Dramatis personae: Gérard, Novia de Gérard, Helena, José María (compañero de trabajo de Mari Ángeles), José María P., Juan, Lyra, Manolo, Mari Ángeles, María José, Pilar, Rocío, Teresa, Vuestro Señor Abad.
En aquel tiempo, el Venerable Hermano Juan y la Venerable Hermana Mari Ángeles tuvieron la feliz idea de ofrecer El Mesoncillo para que celebráramos las Saturnales (así es como nuestro Maestro Astrónomo prefería llamar a la Navidad). Y así fue como los Fratres nos congregamos en aquel lugar un día de Adviento que despuntaba colores de invierno.
Hacía frío y la chimenea estuvo encendida desde primera hora. Además de los Venerables, concurrieron otros parroquianos a la celebración. Fuimos llegando en oleadas, y hubo guasa cuando los Fratres hicieron como que regañaban por su tardanza en llegar a los Venerables José María P. y Helena, mostrándoles ostensiblemente el reloj.
La comida fue rústica y apetitosa, y hubo innumerables brindis, pues en esta Abadía somos muy de la Navidad. Mientras tanto, el reloj de pared de El Mesoncillo marcaba una hora que no era, pero imprimía una fuerte personalidad a la estancia.
Después de la comida, salimos a dar un paseo por la Vereda de Fernandillo, que atravesaba un campo invernal de matices indescriptibles, y desembocaba en la vetusta Tejada la Vieja, a tres leguas de distancia, demasiado lejos para llegar aquella tarde. Así que al caer las vísperas, dimos media vuelta y regresamos al calor de la chimenea.

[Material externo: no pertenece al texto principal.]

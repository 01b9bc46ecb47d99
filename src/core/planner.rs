//! Pure reconciliation planning over two directory listings.
//!
//! No I/O happens here. Given a source and a destination listing, the
//! planner selects every source file that is missing or stale on the
//! destination. Files matching by (path, size, mtime) are skipped, which
//! is what makes repeated runs converge to an empty plan.

use std::collections::HashMap;

use crate::core::models::{Direction, FileEntry, TransferPlan};

/// Compute the minimal copy set from `source` to `dest` for one direction.
///
/// A file is planned when it is absent from `dest`, or present with a
/// differing size or mtime. Plan order is the order of `source`. Neither
/// listing is mutated.
pub fn plan(source: &[FileEntry], dest: &[FileEntry], direction: Direction) -> TransferPlan {
    let dest_index: HashMap<&str, &FileEntry> =
        dest.iter().map(|f| (f.path.as_str(), f)).collect();

    let needed: Vec<FileEntry> = source
        .iter()
        .filter(|file| match dest_index.get(file.path.as_str()) {
            Some(existing) => !file.same_version(existing),
            None => true,
        })
        .cloned()
        .collect();

    match direction {
        Direction::Pull => TransferPlan {
            to_pull: needed,
            to_push: Vec::new(),
        },
        Direction::Push => TransferPlan {
            to_pull: Vec::new(),
            to_push: needed,
        },
    }
}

Vuestro Señor Abad repartió ejemplares en papel del Libreto Oficial de Villancicos de la Abadía, que había compilado para solucionar los momentos de incertidumbre que nos asaltaban al cantar, por no recordar la letra. El documento original se perdió, pero gracias a la Venerable Hermana Teresa, que siempre guardó la copia en papel desde aquel día, fue posible recuperar la compilación. La Venerable Hermana Teresa ganó por ello, merecidamente, 500 días de indulgencia.
El cántico de los villancicos fue muy jocoso, aunque íntimo, pues no teníamos luz eléctrica y únicamente nos alumbraba el fuego de la chimenea. Aunque el flash de la cámara fotográfica hiciera creer que había gran iluminación, la verdad es que las fotos fueron disparadas prácticamente a oscuras. Y vive Dios que los Fratres se entregaron con devoción absoluta a sus cantos.
Así discurrió la primera celebración de la Navidad en El Mesoncillo. Y no sería la última. Todos los Venerables salimos tan contentos que, sin saberlo, habíamos comenzado una de las tradiciones más entrañables de la Abadía: la celebración anual de las Saturnales en la finca del Venerable Hermano Juan.